35th

Those doctors in Atlanta tried to stop it. Nevertheless, on this day 35 years ago my mother went into labor 2 months prematurely.

I was born at 10:10pm even more wrinkly and helpless than is typical. I spent my first Christmas in an incubator, a measly 5 jaundiced pounds and not yet out of the woods.


Most of you reading this have partial knowledge of the phases that have consumed these past 35 years of mine: being precocious, then underachieving, then finding philosophy, chasing it a while, abandoning it, living SATC, eloping, moving, gestating, moving, mothering, gestating, mothering, grieving, gestating, mothering mothering mothering coaching?

All of that has delivered me to this here cabin, somewhere to the west of Austin, on my birthday staycation. Last year I did the same thing, but in lower Manhattan. My habitual self-transformations maybe should have been put to rest by now, but I've just about pulled it off yet again. Is this healthy? Your guess is as good as mine.
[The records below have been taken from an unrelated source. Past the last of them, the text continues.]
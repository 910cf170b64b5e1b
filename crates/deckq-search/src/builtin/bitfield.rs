//! Multi-letter fields stored as bitmasks (colors, runes, inks).
//!
//! Bit `i` of the stored integer is set when letter `i` of the alphabet is present. A value is
//! read as one of:
//!
//! - a named word (`azorius`), expanded to its letters;
//! - a count (`2`, `>=2`), only when the alphabet has no digits;
//! - an exact combination (`ub`), each letter checked against the alphabet.

use std::collections::BTreeMap;

use deckq_query::{Operator, Qualifier};
use serde_json::Value;

use super::{Comparison, FieldRef, negate_if, predicate};
use crate::{
    argument::ParsedArgument,
    command::Command,
    error::HandlerError,
    filter::{Condition, Filter},
    handler::{Builtin, Clause, ExplainContext, ExplainHandler, FilterHandler},
};

/// Largest alphabet a count expression can enumerate.
const MAX_COUNT_ALPHABET: usize = 16;

/// Bitmask field over a fixed alphabet.
#[derive(Debug, Clone, PartialEq, Eq)]
pub struct BitField {
    /// Stored field.
    field: FieldRef,
    /// Letters in bit order, lowercased.
    alphabet: Vec<char>,
    /// Named words to their letters.
    words: BTreeMap<String, String>,
}

/// A classified bit-field value.
#[derive(Debug, Clone, PartialEq, Eq)]
enum Decoded {
    /// A letter combination.
    Exact {
        /// Letters in alphabet order, deduplicated.
        letters: String,
        /// The combination as a mask.
        mask: u64,
    },
    /// A comparison on the number of letters present.
    Count {
        /// How the count is compared.
        comparison: Comparison,
        /// The count compared against.
        count: u32,
    },
}

impl BitField {
    /// A bitmask field over `alphabet`.
    pub fn new(field: FieldRef, alphabet: &str) -> Self {
        Self {
            field,
            alphabet: alphabet.chars().flat_map(char::to_lowercase).collect(),
            words: BTreeMap::new(),
        }
    }

    /// Adds a named word standing for a letter combination.
    #[must_use]
    pub fn word(mut self, word: impl Into<String>, letters: impl Into<String>) -> Self {
        self.words.insert(word.into().to_lowercase(), letters.into());
        self
    }

    /// Mask with every alphabet bit set.
    fn full_mask(&self) -> u64 {
        match self.alphabet.len() {
            64.. => u64::MAX,
            len => (1 << len) - 1,
        }
    }

    /// Classifies an argument value.
    fn decode(&self, arg: &ParsedArgument) -> Result<Decoded, HandlerError> {
        let text = arg.text().trim().to_lowercase();
        if text.is_empty() {
            return Err(HandlerError::invalid_query("expected a value"));
        }
        if let Some(letters) = self.words.get(&text) {
            return self.exact(letters);
        }

        let digits = self.alphabet.iter().any(char::is_ascii_digit);
        if !digits && let Some((inner, count)) = split_count(&text) {
            let outer = matches!(arg.operator, Operator::Bare | Operator::Colon | Operator::Eq);
            if inner.is_some() && !outer {
                return Err(HandlerError::invalid_query(format!(
                    "'{text}' already compares; use ':' or '=' before it"
                )));
            }
            if self.alphabet.len() > MAX_COUNT_ALPHABET {
                return Err(HandlerError::invalid_query(
                    "counts are not supported for this field",
                ));
            }
            let comparison = inner.unwrap_or_else(|| Comparison::from_operator(arg.operator));
            if arg.negated() && comparison != Comparison::Equal {
                return Err(HandlerError::invalid_query(
                    "only an exact count can be negated",
                ));
            }
            return Ok(Decoded::Count { comparison, count });
        }

        self.exact(&text)
    }

    /// Decodes an exact letter combination.
    fn exact(&self, text: &str) -> Result<Decoded, HandlerError> {
        let mut mask = 0;
        for ch in text.chars().flat_map(char::to_lowercase) {
            let Some(bit) = self.alphabet.iter().position(|&letter| letter == ch) else {
                return Err(HandlerError::InvalidValue {
                    value: text.to_string(),
                    allowed: self.alphabet.iter().collect(),
                });
            };
            mask |= 1 << bit;
        }
        let letters = self
            .alphabet
            .iter()
            .enumerate()
            .filter(|(bit, _)| mask & (1 << bit) != 0)
            .map(|(_, letter)| *letter)
            .collect();
        Ok(Decoded::Exact { letters, mask })
    }

    /// Every mask whose population count satisfies the comparison.
    fn count_masks(&self, comparison: Comparison, count: u32) -> Vec<Value> {
        (0..=self.full_mask())
            .filter(|mask: &u64| comparison.holds(&mask.count_ones(), &count))
            .map(Value::from)
            .collect()
    }

    /// Explanation key for a decoded value.
    fn key(arg: &ParsedArgument, decoded: &Decoded) -> &'static str {
        let negated = arg.negated();
        match decoded {
            Decoded::Count { comparison, .. } => match comparison {
                Comparison::Equal if negated => "count-is-not",
                Comparison::Equal => "count-is",
                Comparison::Greater => "count-greater",
                Comparison::GreaterOrEqual => "count-greater-or-equal",
                Comparison::Less => "count-less",
                Comparison::LessOrEqual => "count-less-or-equal",
            },
            Decoded::Exact { .. } => match (arg.operator, negated) {
                (Operator::Eq, false) => "is",
                (Operator::Eq, true) => "is-not",
                (Operator::Gte, _) => "superset",
                (Operator::Gt, _) => "strict-superset",
                (Operator::Lte, _) => "subset",
                (Operator::Lt, _) => "strict-subset",
                (Operator::Bare | Operator::Colon, true) => "not-includes",
                (Operator::Bare | Operator::Colon, false) => "includes",
            },
        }
    }
}

/// Splits `>=2`-style count text into its optional comparison and count.
fn split_count(text: &str) -> Option<(Option<Comparison>, u32)> {
    let prefixes = [
        (">=", Comparison::GreaterOrEqual),
        ("<=", Comparison::LessOrEqual),
        (">", Comparison::Greater),
        ("<", Comparison::Less),
        ("=", Comparison::Equal),
    ];
    let (inner, rest) = prefixes
        .iter()
        .find_map(|(prefix, comparison)| {
            text.strip_prefix(prefix).map(|rest| (Some(*comparison), rest))
        })
        .unwrap_or((None, text));
    if rest.is_empty() || !rest.chars().all(|c| c.is_ascii_digit()) {
        return None;
    }
    rest.parse().ok().map(|count| (inner, count))
}

impl FilterHandler for BitField {
    fn filter(&self, arg: &ParsedArgument) -> Result<Clause, HandlerError> {
        let field = self.field.resolve(arg);
        let filter = match self.decode(arg)? {
            Decoded::Count { comparison, count } => {
                let masks = self.count_masks(comparison, count);
                if arg.negated() {
                    return Ok(Clause::Filter(Filter::field(field, Condition::NotIn(masks))));
                }
                Filter::field(field, Condition::In(masks))
            }
            Decoded::Exact { mask, .. } => {
                let outside = self.full_mask() & !mask;
                let exactly = || Filter::field(field, Condition::Ne(Value::from(mask)));
                match arg.operator {
                    Operator::Bare | Operator::Colon | Operator::Gte => {
                        predicate(&self.field, arg, Condition::BitsAllSet(mask))
                    }
                    Operator::Eq => predicate(&self.field, arg, Condition::Eq(Value::from(mask))),
                    Operator::Gt => Filter::all(vec![
                        Filter::field(field, Condition::BitsAllSet(mask)),
                        exactly(),
                    ]),
                    Operator::Lte => Filter::field(field, Condition::BitsAllClear(outside)),
                    Operator::Lt => Filter::all(vec![
                        Filter::field(field, Condition::BitsAllClear(outside)),
                        exactly(),
                    ]),
                }
            }
        };
        Ok(Clause::Filter(negate_if(arg, filter)))
    }
}

impl ExplainHandler for BitField {
    fn explain(&self, arg: &ParsedArgument, ctx: &ExplainContext<'_>) -> Option<String> {
        let decoded = self.decode(arg).ok()?;
        let value = match &decoded {
            Decoded::Exact { letters, .. } => letters.clone(),
            Decoded::Count { count, .. } => count.to_string(),
        };
        ctx.message(self.kind(), Self::key(arg, &decoded), &[("value", value)])
    }
}

impl Builtin for BitField {
    fn kind(&self) -> &'static str {
        "bit-field"
    }

    fn configure(&self, command: Command) -> Command {
        if !command.operators.is_empty() {
            return command;
        }
        command
            .operators([
                Operator::Bare,
                Operator::Colon,
                Operator::Eq,
                Operator::Gt,
                Operator::Gte,
                Operator::Lt,
                Operator::Lte,
            ])
            .qualifier(Qualifier::Not)
    }
}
2020 was easily the worst year of my entire life. At the same time, I can't deny my good fortune, so intense in places. I'm tempted to try to sum up the situation somehow, either to ease into cheery gratitude or indulge in gloomy martyrdom.

But attempted agglomeration doesn't reveal the truth about an individual life - it obscures it. Blessings and burdens do not cosmically cancel each other out. Instead, you hold each one, like a stone warm from the sun or a smoldering hot potato from hell, cradled in your hands. Is it all "worth it"? I don't know. Does it matter? Not really.

Every day, I think about death. The more I think about it, the less real it seems, like a perversely inverted memento mori. But I'm ready to be middle-aged now. The only thing worse than decaying by the minute is refusing to see it.

I hope I don't die as prematurely as I was born, but eventually I'll die bleeding one way or another. If there is any depth at all to me by now, it's only that which life has carved in.